Obiettivo di Confcommercio contribuire a contrastare il fenomeno della desertificazione commerciale migliorando i centri urbani e rafforzando le economie di prossimità.

«I dati sono significativi ma da contestualizzare. Per Arezzo il fenomeno turismo è importante, gli alberghi sono sempre quelli per numero ma aumentano tantissimo negli ultimi 10 anni le strutture extra alberghiere – dice la direttrice aggiunta di Confcommercio delle province di Firenze e Arezzo Catiuscia Fei – c’è stata un’esplosione di b&b e l’obbligo del Cin ne sta portando a galla ancora di più. La città sta crescendo dal punto di vista turistico e lo dimostra anche la crescita di ristoranti e attività food. Mentre c’è stata una crisi

dei bar. Sul fronte del commercio tradizionale, il dettaglio è in

crisi da anni. Dal Covid in poi c’è stata una selezione, le chiusure più numerose dal 2012 ad oggi quelle seguite alla pandemia: chi aveva un’economia più

fragile nel 2019 ha sofferto le varie chiusure che hanno determinato la prosecuzione o meno dell’attività. Altro aspetto da sottolineare è che spesso ci sono

attività che chiudono anche nei comuni limitrofi come accaduto in Valdichiana ad alcuni ristoranti storici, perchè c’è una crisi nel passaggio generazionale.

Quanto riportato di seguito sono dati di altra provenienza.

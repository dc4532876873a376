//! Prompt and fallback pools.

/// System instruction sent with every request.
pub const SYSTEM_PROMPT: &str = "You are a dating coach specializing in creative date ideas. \
Provide a short, creative, and engaging dating suggestion. \
Keep it concise (maximum 2 sentences), romantic, and practical.";

/// User instructions. The first entry is the single-variant prompt.
pub const USER_PROMPTS: &[&str] = &[
    "Give me a fresh dating suggestion quote.",
    "Suggest a cozy date idea for a rainy evening.",
    "Share a budget-friendly date idea that still feels special.",
    "Give me an outdoor date suggestion for a sunny weekend.",
    "Suggest a creative at-home date night.",
    "Recommend a date idea that helps a couple try something new together.",
    "Give me a romantic date idea for a long-term couple.",
    "Suggest a playful first-date activity that breaks the ice.",
];

/// Substituted when generation fails. The first entry is the single-variant
/// fallback.
pub const FALLBACK_QUOTES: &[&str] = &[
    "Try a sunset picnic with your favorite foods and a great view - simple but memorable.",
    "Cook a new recipe together tonight, then eat by candlelight with your phones in another room.",
    "Visit a local bookstore, pick a book for each other, and swap them over coffee.",
    "Take a sunrise walk to a spot you have never explored and bring something warm to drink.",
    "Build a blanket fort, queue up the movie from your first date, and make popcorn from scratch.",
    "Go stargazing somewhere dark, and take turns naming your own constellations.",
    "Plan a mini tasting tour of three nearby cafes and crown a winner together.",
    "Write each other a short letter, seal it, and read them aloud over dessert.",
];
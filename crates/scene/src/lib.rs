pub mod config;
pub mod view;

pub use config::*;
pub use view::*;
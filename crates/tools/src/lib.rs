pub mod error;
pub mod render;
pub mod replay;

pub use error::ScriptError;
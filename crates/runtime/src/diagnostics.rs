use tracing::{error, warn};

#[derive(Debug, Copy, Clone, PartialEq, Eq)]
pub enum Severity {
    Warning,
    Error,
}

/// A recorded, non-fatal problem.
///
/// Diagnostics never interrupt the caller; they are collected here (and
/// mirrored to `tracing`) so the surrounding application can decide whether
/// repeated reports warrant aborting an interaction.
#[derive(Debug, Clone, PartialEq, Eq)]
pub struct Diagnostic {
    /// Index of the step (event) that produced the diagnostic.
    pub step: u64,
    pub kind: &'static str,
    pub severity: Severity,
    pub message: String,
}

#[derive(Debug, Default)]
pub struct DiagnosticBus {
    diagnostics: Vec<Diagnostic>,
}

impl DiagnosticBus {
    pub fn new() -> Self {
        Self {
            diagnostics: Vec::new(),
        }
    }

    pub fn warn(&mut self, step: u64, kind: &'static str, message: impl Into<String>) {
        self.emit(step, kind, Severity::Warning, message.into());
    }

    pub fn error(&mut self, step: u64, kind: &'static str, message: impl Into<String>) {
        self.emit(step, kind, Severity::Error, message.into());
    }

    fn emit(&mut self, step: u64, kind: &'static str, severity: Severity, message: String) {
        match severity {
            Severity::Warning => warn!(step, kind, "{message}"),
            Severity::Error => error!(step, kind, "{message}"),
        }
        self.diagnostics.push(Diagnostic {
            step,
            kind,
            severity,
            message,
        });
    }

    pub fn diagnostics(&self) -> &[Diagnostic] {
        &self.diagnostics
    }

    pub fn count(&self, kind: &str) -> usize {
        self.diagnostics.iter().filter(|d| d.kind == kind).count()
    }

    pub fn drain(&mut self) -> Vec<Diagnostic> {
        std::mem::take(&mut self.diagnostics)
    }
}
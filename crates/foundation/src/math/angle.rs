//! Degree-based trigonometry.
//!
//! Every angle that crosses a crate boundary is in degrees; radians only show
//! up inside these helpers.

/// Sine of an angle in degrees.
#[inline]
pub fn sind(deg: f64) -> f64 {
    deg.to_radians().sin()
}

/// Cosine of an angle in degrees.
#[inline]
pub fn cosd(deg: f64) -> f64 {
    deg.to_radians().cos()
}

/// Inverse sine in degrees that never leaves the domain.
///
/// `x` is divided by `max(1, |x|)` first, so rounding that pushes `|x|` a hair
/// past 1 yields ±90 instead of NaN. NaN input still yields NaN.
#[inline]
pub fn safe_asind(x: f64) -> f64 {
    (x / x.abs().max(1.0)).asin().to_degrees()
}

/// Euclidean modulo: the result always has the sign of `n`.
#[inline]
pub fn modulo(a: f64, n: f64) -> f64 {
    a.rem_euclid(n)
}

/// Signed difference `a - b` wrapped into `[-180, 180)`.
pub fn angle_diff(a: f64, b: f64) -> f64 {
    modulo(a - b + 180.0, 360.0) - 180.0
}

/// Wrap an angle into `[-180, 180)`.
pub fn wrap_deg(a: f64) -> f64 {
    angle_diff(a, 0.0)
}

/// Three-way sign where zero maps to zero (unlike [`f64::signum`]).
#[inline]
pub fn sign(x: f64) -> f64 {
    if x > 0.0 {
        1.0
    } else if x < 0.0 {
        -1.0
    } else {
        // Preserves NaN as well as both zeros.
        x
    }
}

Vale anche per i lavoratori del settore food. In generale il commercio è in crisi: diminuiscono sia in centro sia fuori negozi di vicinato, alimentari, negozi non

specializzati, librerie, cartolerie e negozi di giocattoli, abbigliamento e calzature, elettrodomestici, casalinghi e articoli da regalo. E pure gli ambulanti».